use leptos::prelude::*;
use log::info;

use crate::components::graph_canvas::{
	Dimensions, GraphCanvas, GraphType, Node, NodeId, VisitRecord,
};
use crate::layout;

/// Radius of every node created on this page.
pub const NODE_SIZE: f64 = 10.0;
const SAMPLE_NODES: u32 = 8;
const SETTLE_TICKS: usize = 300;

/// Sample tree with deterministic parents, unplaced.
fn generate_sample_nodes(n: u32) -> Vec<Node> {
	let mut nodes: Vec<Node> = (0..n).map(|id| Node::new(id, 0.0, 0.0, NODE_SIZE)).collect();
	for i in 1..n {
		let parent = (rand_simple(i as usize) * i as f64) as usize;
		nodes[parent].children.push(i);
	}
	nodes
}

/// Simple pseudo-random number generator (deterministic for consistency).
fn rand_simple(seed: usize) -> f64 {
	let x = ((seed + 1) * 9301 + 49297) % 233280;
	(x as f64) / 233280.0
}

fn next_id(nodes: &[Node]) -> NodeId {
	nodes.iter().map(|n| n.id + 1).max().unwrap_or(0)
}

/// Owns the graph and hands it to a single canvas.
#[component]
pub fn Home() -> impl IntoView {
	let nodes = RwSignal::new(Vec::<Node>::new());
	let graph_type = RwSignal::new(GraphType::Directed);
	let visit_order = Signal::derive(Vec::<VisitRecord>::new);

	let add_node = move |(x, y): (f64, f64)| {
		nodes.update(|nodes| {
			let id = next_id(nodes);
			nodes.push(Node::new(id, x, y, NODE_SIZE));
		});
	};
	let update_nodes = move |updated: Vec<Node>| nodes.set(updated);
	let initialise_nodes = move |dims: Dimensions| {
		info!("seeding {} nodes into {}x{}", SAMPLE_NODES, dims.width, dims.height);
		let sample = generate_sample_nodes(SAMPLE_NODES);
		nodes.set(layout::settle(&sample, dims, SETTLE_TICKS));
	};

	view! {
		<div class="graph-page">
			<div class="graph-toolbar">
				<button on:click=move |_| graph_type.update(|t| *t = t.toggled())>
					{move || format!("Edges: {}", graph_type.get())}
				</button>
				<button on:click=move |_| nodes.set(Vec::new())>"Clear"</button>
				<p class="subtitle">
					"Click to add a node. Drag from one node to another to connect them."
				</p>
			</div>
			<GraphCanvas
				id=0
				done=false
				graph_type=graph_type
				current_id=0u32
				nodes=nodes
				visit_order=visit_order
				add_node=add_node
				update_nodes=update_nodes
				initialise_nodes=initialise_nodes
			/>
		</div>
	}
}

#[cfg(test)]
mod tests {
	use super::*;

	#[test]
	fn sample_is_a_tree_over_all_nodes() {
		let nodes = generate_sample_nodes(SAMPLE_NODES);
		assert_eq!(nodes.len(), SAMPLE_NODES as usize);
		let edges: usize = nodes.iter().map(|n| n.children.len()).sum();
		assert_eq!(edges, SAMPLE_NODES as usize - 1);
		// parents always precede their children
		for node in &nodes {
			assert!(node.children.iter().all(|&c| c > node.id));
		}
	}

	#[test]
	fn next_id_follows_the_largest_id() {
		assert_eq!(next_id(&[]), 0);
		let nodes = vec![Node::new(4, 0.0, 0.0, NODE_SIZE), Node::new(2, 0.0, 0.0, NODE_SIZE)];
		assert_eq!(next_id(&nodes), 5);
	}
}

- Problem requirements
In the listing above, find the line with "use crate::layout;" and the line with "let update_nodes = move", then print exactly those lines and every line between them.

- Solution
use crate::layout;

/// Radius of every node created on this page.
pub const NODE_SIZE: f64 = 10.0;
const SAMPLE_NODES: u32 = 8;
const SETTLE_TICKS: usize = 300;

/// Sample tree with deterministic parents, unplaced.
fn generate_sample_nodes(n: u32) -> Vec<Node> {
	let mut nodes: Vec<Node> = (0..n).map(|id| Node::new(id, 0.0, 0.0, NODE_SIZE)).collect();
	for i in 1..n {
		let parent = (rand_simple(i as usize) * i as f64) as usize;
		nodes[parent].children.push(i);
	}
	nodes
}

/// Simple pseudo-random number generator (deterministic for consistency).
fn rand_simple(seed: usize) -> f64 {
	let x = ((seed + 1) * 9301 + 49297) % 233280;
	(x as f64) / 233280.0
}

fn next_id(nodes: &[Node]) -> NodeId {
	nodes.iter().map(|n| n.id + 1).max().unwrap_or(0)
}

/// Owns the graph and hands it to a single canvas.
#[component]
pub fn Home() -> impl IntoView {
	let nodes = RwSignal::new(Vec::<Node>::new());
	let graph_type = RwSignal::new(GraphType::Directed);
	let visit_order = Signal::derive(Vec::<VisitRecord>::new);

	let add_node = move |(x, y): (f64, f64)| {
		nodes.update(|nodes| {
			let id = next_id(nodes);
			nodes.push(Node::new(id, x, y, NODE_SIZE));
		});
	};
	let update_nodes = move |updated: Vec<Node>| nodes.set(updated);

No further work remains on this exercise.